Mukesh Mithrakumar

Posted on Jul 24, 2019

Common Probability Distributions with Tensorflow 2.0

#probability #tensorflow #deeplearning #machinelearning

A probability distribution is a function that describes how likely you will obtain the different possible values of the random variable.

Following are a few examples of popular distributions.

3.9.1 Bernoulli Distribution

The Bernoulli distribution is a distribution over a single binary random variable. It is controlled by a single parameter ϕ∈[0,1], which gives the probability of the random variable being equal to 1. It has the following properties:

P(x=1) = ϕ
P(x=0) = 1−ϕ
P(x=x) =ϕ^x (1−ϕ)^{1−x}
Ex[x] = ϕ
Var_x(x) = ϕ(1−ϕ)

The Bernoulli distribution is a special case of the Binomial distribution where there is only one trial.
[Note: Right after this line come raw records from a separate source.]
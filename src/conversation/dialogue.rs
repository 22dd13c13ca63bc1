//! Conversation state machine.
//!
//! Pure bookkeeping: the session driver feeds in recognition events and clock
//! readings, and gets back a [`Step`] describing what to say or do next. No
//! I/O happens here.

use super::intent::{classify, is_urgent_partial, Intent};
use serde::{Deserialize, Serialize};
use std::time::Duration;
use tokio::time::Instant;

pub const INITIAL_PROMPT: &str =
    "Your vitals are not normal. You have three options: call 911, call family, or neither.";
pub const EMERGENCY_RESPONSE: &str = "Calling 911 now. Emergency services are on their way.";
pub const CONTACT_RESPONSE: &str = "Calling your emergency contact now.";
pub const CONTINUE_PROMPT: &str =
    "I didn't quite catch that. Please say: call 911, call family, or neither.";
pub const NO_INPUT_REPROMPT: &str =
    "I didn't hear a clear response. Please say call 911, call family, or neither.";
pub const CALMING_FALLBACK: &str = "Try taking slow, deep breaths. Breathe in through your nose for 4 counts, hold for 4, then exhale through your mouth for 6 counts. This can help lower your heart rate.";
pub const TIMEOUT_MESSAGE: &str = "No clear response before the deadline";

#[derive(Debug, Clone, Copy, PartialEq, Eq, Serialize, Deserialize)]
#[serde(rename_all = "snake_case")]
pub enum ConversationState {
    Initial,
    WaitingForChoice,
    Finished,
}

impl ConversationState {
    pub fn as_str(&self) -> &'static str {
        match self {
            ConversationState::Initial => "initial",
            ConversationState::WaitingForChoice => "waiting_for_choice",
            ConversationState::Finished => "finished",
        }
    }
}

/// What produced a decision
#[derive(Debug, Clone, Copy, PartialEq, Eq, Serialize)]
#[serde(rename_all = "snake_case")]
pub enum DecisionSource {
    Partial,
    Committed,
    Deadline,
}

#[derive(Debug, Clone, PartialEq)]
pub enum Step {
    Idle,
    /// Play the opening prompt, then call [`Dialogue::begin_listening`]
    SpeakPrompt,
    /// A terminal intent was reached
    Decide {
        intent: Intent,
        text: String,
        source: DecisionSource,
    },
    /// Play a re-prompt, then call [`Dialogue::rearm`]. `heard_text` is set
    /// when an unclear partial was classified.
    Reprompt { heard_text: bool },
    /// Too many windows passed without a decision
    GiveUp,
}

#[derive(Debug)]
pub struct Dialogue {
    state: ConversationState,
    deadline: Duration,
    armed_at: Option<Instant>,
    last_partial: String,
    heard_in_window: bool,
    unanswered_windows: u32,
    max_unanswered_windows: u32,
    decided: Option<Intent>,
}

impl Dialogue {
    pub fn new(deadline: Duration, max_unanswered_windows: u32) -> Self {
        Self {
            state: ConversationState::Initial,
            deadline,
            armed_at: None,
            last_partial: String::new(),
            heard_in_window: false,
            unanswered_windows: 0,
            max_unanswered_windows: max_unanswered_windows.max(1),
            decided: None,
        }
    }

    pub fn state(&self) -> ConversationState {
        self.state
    }

    pub fn decided(&self) -> Option<Intent> {
        self.decided
    }

    pub fn last_partial(&self) -> &str {
        &self.last_partial
    }

    /// Consecutive expired windows in which nothing was heard
    pub fn unanswered_windows(&self) -> u32 {
        self.unanswered_windows
    }

    /// When the current window expires, if one is armed
    pub fn deadline_at(&self) -> Option<Instant> {
        if self.is_listening() {
            self.armed_at.map(|t| t + self.deadline)
        } else {
            None
        }
    }

    fn is_listening(&self) -> bool {
        self.state == ConversationState::WaitingForChoice && self.decided.is_none()
    }

    pub fn on_session_started(&mut self) -> Step {
        if self.state == ConversationState::Initial {
            Step::SpeakPrompt
        } else {
            Step::Idle
        }
    }

    /// Prompt has been played; start the first window
    pub fn begin_listening(&mut self, now: Instant) {
        if self.state == ConversationState::Initial {
            self.state = ConversationState::WaitingForChoice;
            self.armed_at = Some(now);
        }
    }

    /// Start a fresh window after a re-prompt
    pub fn rearm(&mut self, now: Instant) {
        if self.is_listening() {
            self.armed_at = Some(now);
        }
    }

    pub fn on_partial(&mut self, text: &str) -> Step {
        if !self.is_listening() || text.trim().is_empty() {
            return Step::Idle;
        }
        self.heard_in_window = true;
        if text == self.last_partial {
            return Step::Idle;
        }
        self.last_partial = text.to_string();

        if is_urgent_partial(text) {
            let intent = classify(text);
            if intent.is_terminal() {
                return self.decide(intent, text, DecisionSource::Partial);
            }
        }
        Step::Idle
    }

    pub fn on_committed(&mut self, text: &str) -> Step {
        if !self.is_listening() || text.trim().is_empty() {
            return Step::Idle;
        }
        self.heard_in_window = true;
        let intent = classify(text);
        if intent.is_terminal() {
            self.decide(intent, text, DecisionSource::Committed)
        } else {
            Step::Idle
        }
    }

    /// Run on every inbound message and whenever the window timer fires.
    ///
    /// An expired window classifies the pending partial once; the partial is
    /// consumed so the next window cannot reuse it. The window is disarmed
    /// until the driver calls [`Dialogue::rearm`].
    ///
    /// Only silent windows count toward giving up. A window in which the
    /// patient said something unclear always re-prompts.
    pub fn check_deadline(&mut self, now: Instant) -> Step {
        let Some(due) = self.deadline_at() else {
            return Step::Idle;
        };
        if now < due {
            return Step::Idle;
        }

        self.armed_at = None;

        let partial = std::mem::take(&mut self.last_partial);
        let heard_text = std::mem::take(&mut self.heard_in_window) || !partial.trim().is_empty();
        if !partial.trim().is_empty() {
            let intent = classify(&partial);
            if intent.is_terminal() {
                return self.decide(intent, &partial, DecisionSource::Deadline);
            }
        }

        if heard_text {
            self.unanswered_windows = 0;
            return Step::Reprompt { heard_text };
        }

        self.unanswered_windows += 1;
        if self.unanswered_windows >= self.max_unanswered_windows {
            Step::GiveUp
        } else {
            Step::Reprompt { heard_text }
        }
    }

    fn decide(&mut self, intent: Intent, text: &str, source: DecisionSource) -> Step {
        self.decided = Some(intent);
        self.armed_at = None;
        Step::Decide {
            intent,
            text: text.to_string(),
            source,
        }
    }

    pub fn finish(&mut self) {
        self.state = ConversationState::Finished;
        self.armed_at = None;
    }
}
A binomial distribution is the sum of independent and identically distributed Bernoulli random variables. For example, let's say you do a single coin toss, the probability of getting heads is p. The random variable that represents your winnings after one coin toss is a Bernoulli random variable. So, what is the probability that you land heads in 100 tosses, this is where you use the Bernoulli trials, in general, if there are n Bernoulli trials, then the sum of those trials is a binomial distribution with parameters n and p. Below, we will see an example for 1000 trials and the resulting Binomial distribution is plotted.
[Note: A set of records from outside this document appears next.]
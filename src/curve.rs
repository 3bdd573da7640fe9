//! Series shaping
//!
//! Turns the raw ODE trajectory into the rendered series: normalize to a
//! unit peak, lift onto `[y0, 1]`, then add seeded Gaussian noise.

use rand::SeedableRng;
use rand_distr::{Distribution, Normal};

use crate::CurveError;

/// Everything needed to draw one figure
#[derive(Debug, Clone, PartialEq)]
pub struct Curve {
    /// Sample times
    pub time: Vec<f64>,
    /// ODE solution at each sample time
    pub trajectory: Vec<f64>,
    /// Trajectory divided by its maximum
    pub normalized: Vec<f64>,
    /// Rescaled and noisy series that is plotted
    pub rendered: Vec<f64>,
    /// Marker position `(t0 - 2 sigma, y0)`
    pub annotation: (f64, f64),
}

impl Curve {
    pub fn len(&self) -> usize {
        self.time.len()
    }

    pub fn is_empty(&self) -> bool {
        self.time.is_empty()
    }

    /// Time and value of the largest raw trajectory sample
    pub fn peak(&self) -> Option<(f64, f64)> {
        self.time
            .iter()
            .zip(&self.trajectory)
            .fold(None, |best: Option<(f64, f64)>, (&t, &y)| match best {
                Some((_, y_best)) if y_best >= y => best,
                _ => Some((t, y)),
            })
    }

    /// Smallest and largest rendered value
    pub fn rendered_range(&self) -> Option<(f64, f64)> {
        if self.rendered.is_empty() {
            return None;
        }
        let lo = self.rendered.iter().copied().fold(f64::INFINITY, f64::min);
        let hi = self.rendered.iter().copied().fold(f64::NEG_INFINITY, f64::max);
        Some((lo, hi))
    }
}

/// Divide every value by the maximum so the peak becomes exactly 1.0.
pub fn normalize(values: &[f64]) -> Result<Vec<f64>, CurveError> {
    if let Some(&bad) = values.iter().find(|v| !v.is_finite()) {
        return Err(CurveError::Normalization { max: bad });
    }
    let max = values.iter().copied().fold(f64::NEG_INFINITY, f64::max);
    if !(max.is_finite() && max > 0.0) {
        return Err(CurveError::Normalization { max });
    }
    Ok(values.iter().map(|&v| v / max).collect())
}

/// Map `[0, 1]` onto `[floor, 1]`.
pub fn rescale(values: &[f64], floor: f64) -> Vec<f64> {
    values.iter().map(|&v| v * (1.0 - floor) + floor).collect()
}

/// Perturb each value with independent N(0, std) noise from a generator
/// seeded with `seed`.
pub fn add_noise(values: &[f64], std: f64, seed: u64) -> Result<Vec<f64>, CurveError> {
    let noise = Normal::new(0.0, std)
        .map_err(|e| CurveError::InvalidParams(format!("noise std {std}: {e}")))?;
    let mut rng = rand::rngs::StdRng::seed_from_u64(seed);
    Ok(values.iter().map(|&v| v + noise.sample(&mut rng)).collect())
}

#[cfg(test)]
mod tests {
    use super::*;

    #[test]
    fn normalized_peak_is_one() {
        let out = normalize(&[0.0, 0.25, 2.0, 1.0]).unwrap();
        assert_eq!(out, vec![0.0, 0.125, 1.0, 0.5]);
    }

    #[test]
    fn normalize_rejects_flat_zero() {
        let result = normalize(&[0.0, 0.0]);
        assert!(matches!(result, Err(CurveError::Normalization { .. })));
        assert!(normalize(&[]).is_err());
        assert!(normalize(&[1.0, f64::NAN, f64::INFINITY]).is_err());
    }

    #[test]
    fn normalize_rejects_nan_sample() {
        let result = normalize(&[1.0, f64::NAN]);
        assert!(matches!(result, Err(CurveError::Normalization { .. })));
        assert!(normalize(&[f64::NAN, 0.5, 2.0]).is_err());
    }

    #[test]
    fn rescale_lifts_onto_floor() {
        let out = rescale(&[0.0, 0.5, 1.0], 0.1);
        assert!((out[0] - 0.1).abs() < 1e-15);
        assert!((out[1] - 0.55).abs() < 1e-15);
        assert!((out[2] - 1.0).abs() < 1e-15);
    }

    #[test]
    fn noise_is_reproducible_per_seed() {
        let base = vec![0.5; 64];
        let a = add_noise(&base, 0.01, 321).unwrap();
        let b = add_noise(&base, 0.01, 321).unwrap();
        let c = add_noise(&base, 0.01, 322).unwrap();
        assert_eq!(a, b);
        assert_ne!(a, c);
    }

    #[test]
    fn zero_std_leaves_values_untouched() {
        let base = vec![0.2, 0.4];
        assert_eq!(add_noise(&base, 0.0, 7).unwrap(), base);
    }

    #[test]
    fn peak_picks_largest_sample() {
        let curve = Curve {
            time: vec![0.0, 0.1, 0.2],
            trajectory: vec![0.0, 3.0, 1.0],
            normalized: vec![],
            rendered: vec![0.3, 0.9, 0.1],
            annotation: (0.0, 0.0),
        };
        assert_eq!(curve.peak(), Some((0.1, 3.0)));
        assert_eq!(curve.rendered_range(), Some((0.1, 0.9)));
    }
}
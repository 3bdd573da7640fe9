//! Decay curve generator
//!
//! Solves the impulse-response equation
//! `dy/dt = -y/tau + exp(-(t - t0)^2 / sigma^2)` on a fixed time grid,
//! shapes the trajectory into a noisy normalized series, and renders it as
//! an annotated PNG figure.

pub mod curve;
pub mod ode;
pub mod params;
pub mod plot;

use std::path::{Path, PathBuf};

use thiserror::Error;
use tracing::{debug, info};

pub use curve::Curve;
pub use ode::{integrate_at, Tolerances};
pub use params::CurveParams;

/// File name of the rendered figure
pub const OUTPUT_FILE_NAME: &str = "decay_curve.png";

#[derive(Debug, Error)]
pub enum CurveError {
    #[error("io error: {0}")]
    Io(#[from] std::io::Error),
    #[error("invalid parameters: {0}")]
    InvalidParams(String),
    #[error("integration failed at t = {t}: {reason}")]
    Integration { t: f64, reason: String },
    #[error("cannot normalize a trajectory containing or peaking at {max}")]
    Normalization { max: f64 },
    #[error("plot error: {0}")]
    Plot(String),
}

/// Compute the full curve for `params` without touching the filesystem.
pub fn generate(params: &CurveParams) -> Result<Curve, CurveError> {
    params.validate()?;

    let time = params.time_grid();
    let solution = integrate_at(
        |t, y| params.rhs(t, y),
        0.0,
        &time,
        Tolerances::default(),
    )?;
    debug!(
        accepted = solution.stats.accepted_steps,
        rejected = solution.stats.rejected_steps,
        rhs_evals = solution.stats.rhs_evals,
        "integration finished"
    );

    let trajectory = solution.values;
    let normalized = curve::normalize(&trajectory)?;
    let lifted = curve::rescale(&normalized, params.y0);
    let rendered = curve::add_noise(&lifted, params.noise_std(), params.seed)?;

    Ok(Curve {
        time,
        trajectory,
        normalized,
        rendered,
        annotation: params.annotation_point(),
    })
}

/// Generate the curve and write the figure to `output`.
pub fn run(params: &CurveParams, output: &Path) -> Result<Curve, CurveError> {
    let curve = generate(params)?;
    if let Some((t_peak, y_peak)) = curve.peak() {
        debug!(t_peak, y_peak, samples = curve.len(), "trajectory peak");
    }

    plot::render_png(&curve, params, output)?;
    info!(path = %output.display(), "figure written");
    Ok(curve)
}

/// Directory holding the generator's sources
pub fn crate_root_dir() -> PathBuf {
    PathBuf::from(env!("CARGO_MANIFEST_DIR"))
}

/// Where the binary writes the figure
pub fn default_output_path() -> PathBuf {
    crate_root_dir().join(OUTPUT_FILE_NAME)
}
import tensorflow_probability as tfp
tfd = tfp.distributions

# Create a Bernoulli distribution with a probability .5 and sample size of 1000


bernoulli_distribution = tfd.Bernoulli(probs=.5)
bernoulli_trials = bernoulli_distribution.sample(1000)

# Plot Bernoulli Distribution
sns.distplot(bernoulli_trials, color=color_b)

# Properties of Bernoulli distribution
property_1 = bernoulli_distribution.prob(1)
print("P(x = 1) = {}".format(property_1))

property_2 = bernoulli_distribution.prob(0)
print("P(x = 0) = 1 - {} = {}".format(property_1, property_2))

print("Property three is a generalization of property 1 and 2")

print("For Bernoulli distribution The expected value of a Bernoulli random variable  X is p (E[X] = p)")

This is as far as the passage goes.